● **Work request**
Write out the full set of records below exactly.

(Saved data entries)
+++

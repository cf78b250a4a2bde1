use chrono::{DateTime, NaiveDate, NaiveTime, Utc};
use serde::{Deserialize, Serialize};

/// A scoped, optionally time-boxed override that suppresses rule violations.
#[derive(Debug, Clone, PartialEq, Eq, Serialize, Deserialize)]
#[serde(deny_unknown_fields)]
pub struct Exception {
    /// Ids of the rules this exception covers
    pub rules: Vec<String>,

    /// Path globs; empty means every file
    #[serde(default, skip_serializing_if = "Vec::is_empty")]
    pub paths: Vec<String>,

    /// Resource name globs; empty means every resource
    #[serde(default, skip_serializing_if = "Vec::is_empty")]
    pub resource_names: Vec<String>,

    pub reason: String,
    pub approved_by: String,

    #[serde(default, skip_serializing_if = "Option::is_none")]
    pub ticket: Option<String>,

    /// `YYYY-MM-DD`
    #[serde(default, skip_serializing_if = "Option::is_none")]
    pub expires_at: Option<String>,
}

/// When an exception stops applying.
#[derive(Debug, Clone, Copy, PartialEq, Eq)]
pub enum Expiration {
    Never,

    /// Midnight UTC of the `expires_at` date
    At(DateTime<Utc>),

    /// `expires_at` is present but not a valid date; treated as never expiring
    Unparsable,
}

impl Exception {
    #[must_use]
    pub fn new(rules: impl IntoIterator<Item = impl Into<String>>, reason: impl Into<String>, approved_by: impl Into<String>) -> Self {
        Self {
            rules: rules.into_iter().map(Into::into).collect(),
            paths: Vec::new(),
            resource_names: Vec::new(),
            reason: reason.into(),
            approved_by: approved_by.into(),
            ticket: None,
            expires_at: None,
        }
    }

    #[must_use]
    pub fn with_paths(mut self, paths: impl IntoIterator<Item = impl Into<String>>) -> Self {
        self.paths = paths.into_iter().map(Into::into).collect();
        self
    }

    #[must_use]
    pub fn with_resource_names(mut self, names: impl IntoIterator<Item = impl Into<String>>) -> Self {
        self.resource_names = names.into_iter().map(Into::into).collect();
        self
    }

    #[must_use]
    pub fn with_ticket(mut self, ticket: impl Into<String>) -> Self {
        self.ticket = Some(ticket.into());
        self
    }

    #[must_use]
    pub fn with_expires_at(mut self, date: impl Into<String>) -> Self {
        self.expires_at = Some(date.into());
        self
    }

    #[must_use]
    pub fn expiration(&self) -> Expiration {
        let Some(text) = &self.expires_at else {
            return Expiration::Never;
        };

        NaiveDate::parse_from_str(text, "%Y-%m-%d")
            .map_or(Expiration::Unparsable, |date| Expiration::At(date.and_time(NaiveTime::MIN).and_utc()))
    }

    /// An exception is expired once `now` is strictly after its expiry instant.
    #[must_use]
    pub fn is_expired(&self, now: DateTime<Utc>) -> bool {
        match self.expiration() {
            Expiration::At(expiry) => now > expiry,
            Expiration::Never | Expiration::Unparsable => false,
        }
    }
}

+++

● **Solution to this exercise**
repository cf78b250a4a2bde1
use chrono::{DateTime, NaiveDate, NaiveTime, Utc};
use serde::{Deserialize, Serialize};

/// A scoped, optionally time-boxed override that suppresses rule violations.
#[derive(Debug, Clone, PartialEq, Eq, Serialize, Deserialize)]
#[serde(deny_unknown_fields)]
pub struct Exception {
    /// Ids of the rules this exception covers
    pub rules: Vec<String>,

    /// Path globs; empty means every file
    #[serde(default, skip_serializing_if = "Vec::is_empty")]
    pub paths: Vec<String>,

    /// Resource name globs; empty means every resource
    #[serde(default, skip_serializing_if = "Vec::is_empty")]
    pub resource_names: Vec<String>,

    pub reason: String,
    pub approved_by: String,

    #[serde(default, skip_serializing_if = "Option::is_none")]
    pub ticket: Option<String>,

    /// `YYYY-MM-DD`
    #[serde(default, skip_serializing_if = "Option::is_none")]
    pub expires_at: Option<String>,
}

/// When an exception stops applying.
#[derive(Debug, Clone, Copy, PartialEq, Eq)]
pub enum Expiration {
    Never,

    /// Midnight UTC of the `expires_at` date
    At(DateTime<Utc>),

    /// `expires_at` is present but not a valid date; treated as never expiring
    Unparsable,
}

impl Exception {
    #[must_use]
    pub fn new(rules: impl IntoIterator<Item = impl Into<String>>, reason: impl Into<String>, approved_by: impl Into<String>) -> Self {
        Self {
            rules: rules.into_iter().map(Into::into).collect(),
            paths: Vec::new(),
            resource_names: Vec::new(),
            reason: reason.into(),
            approved_by: approved_by.into(),
            ticket: None,
            expires_at: None,
        }
    }

    #[must_use]
    pub fn with_paths(mut self, paths: impl IntoIterator<Item = impl Into<String>>) -> Self {
        self.paths = paths.into_iter().map(Into::into).collect();
        self
    }

    #[must_use]
    pub fn with_resource_names(mut self, names: impl IntoIterator<Item = impl Into<String>>) -> Self {
        self.resource_names = names.into_iter().map(Into::into).collect();
        self
    }

    #[must_use]
    pub fn with_ticket(mut self, ticket: impl Into<String>) -> Self {
        self.ticket = Some(ticket.into());
        self
    }

    #[must_use]
    pub fn with_expires_at(mut self, date: impl Into<String>) -> Self {
        self.expires_at = Some(date.into());
        self
    }

    #[must_use]
    pub fn expiration(&self) -> Expiration {
        let Some(text) = &self.expires_at else {
            return Expiration::Never;
        };

        NaiveDate::parse_from_str(text, "%Y-%m-%d")
            .map_or(Expiration::Unparsable, |date| Expiration::At(date.and_time(NaiveTime::MIN).and_utc()))
    }

    /// An exception is expired once `now` is strictly after its expiry instant.
    #[must_use]
    pub fn is_expired(&self, now: DateTime<Utc>) -> bool {
        match self.expiration() {
            Expiration::At(expiry) => now > expiry,
            Expiration::Never | Expiration::Unparsable => false,
        }
    }
}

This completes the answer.